Supplied material
►

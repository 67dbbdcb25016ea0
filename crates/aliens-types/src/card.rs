//! Topic card type.

use crate::Author;
use serde::{Deserialize, Serialize};

/// A conversation-starter card, tagged with a single language.
#[derive(Debug, Clone, PartialEq, Serialize, Deserialize)]
pub struct Card {
    pub id: String,
    pub title: String,
    pub text: String,
    pub language: String,
    pub author: Author,
}

impl Card {
    /// Whether the card is owned by the profile with the given id.
    pub fn is_owned_by(&self, profile_id: &str) -> bool {
        self.author.is(profile_id)
    }
}
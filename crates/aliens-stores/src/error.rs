//! Store error types.

use aliens_backend::BackendError;
use aliens_session::SessionError;
use thiserror::Error;

/// Error type for store operations.
#[derive(Error, Debug)]
pub enum StoreError {
    #[error(transparent)]
    Backend(#[from] BackendError),

    #[error(transparent)]
    Session(#[from] SessionError),
}

/// Result type alias using StoreError.
pub type StoreResult<T> = Result<T, StoreError>;
//! Client for the record-storage backend.
//!
//! This crate provides:
//! - REST CRUD over the `users`, `cards`, and `messages` collections with
//!   relation expansion and filter/sort expressions
//! - Password authentication and token refresh
//! - File reference resolution into fetchable URLs
//! - A realtime change-feed client with automatic reconnection

mod client;
mod error;
mod realtime;
pub mod records;

pub use client::{
    filter_and, filter_eq, filter_lt, AuthResponse, AuthToken, ListQuery, PocketBaseClient,
};
pub use error::{BackendError, BackendResult};
pub use realtime::{
    ConnectionState, RealtimeClient, RealtimeConfig, RealtimeEvent, RecordAction, RecordEvent,
    SseMessage, SseParser,
};

// Multipart bodies (profile updates with an avatar file) are built by
// callers; re-exported so they don't need their own reqwest dependency.
pub use reqwest::multipart;
//! Session and identity management.
//!
//! Covers password login, registration, guest account provisioning with a
//! 24-hour lifetime, guest-to-permanent upgrade, token persistence across
//! restarts, and the expired-guest cleanup sweep.

mod error;
pub mod guest;
mod manager;

pub use error::{SessionError, SessionResult};
pub use guest::{
    guest_access_decision, validate_upgrade, GuestCredentials, GuestDecision, UpgradeRequest,
    GUEST_EMAIL_DOMAIN, GUEST_SESSION_HOURS, MIN_PASSWORD_LEN,
};
pub use manager::{
    backend_timestamp, AvatarUpload, ProfileUpdate, RegisterRequest, SessionEvent, SessionManager,
};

◄

What is needed
Find "pub mod guest;" in the records. Copy its line and every line after it, exactly, through the last one.

Task output
pub mod guest;
mod manager;

pub use error::{SessionError, SessionResult};
pub use guest::{
    guest_access_decision, validate_upgrade, GuestCredentials, GuestDecision, UpgradeRequest,
    GUEST_EMAIL_DOMAIN, GUEST_SESSION_HOURS, MIN_PASSWORD_LEN,
};
pub use manager::{
    backend_timestamp, AvatarUpload, ProfileUpdate, RegisterRequest, SessionEvent, SessionManager,
};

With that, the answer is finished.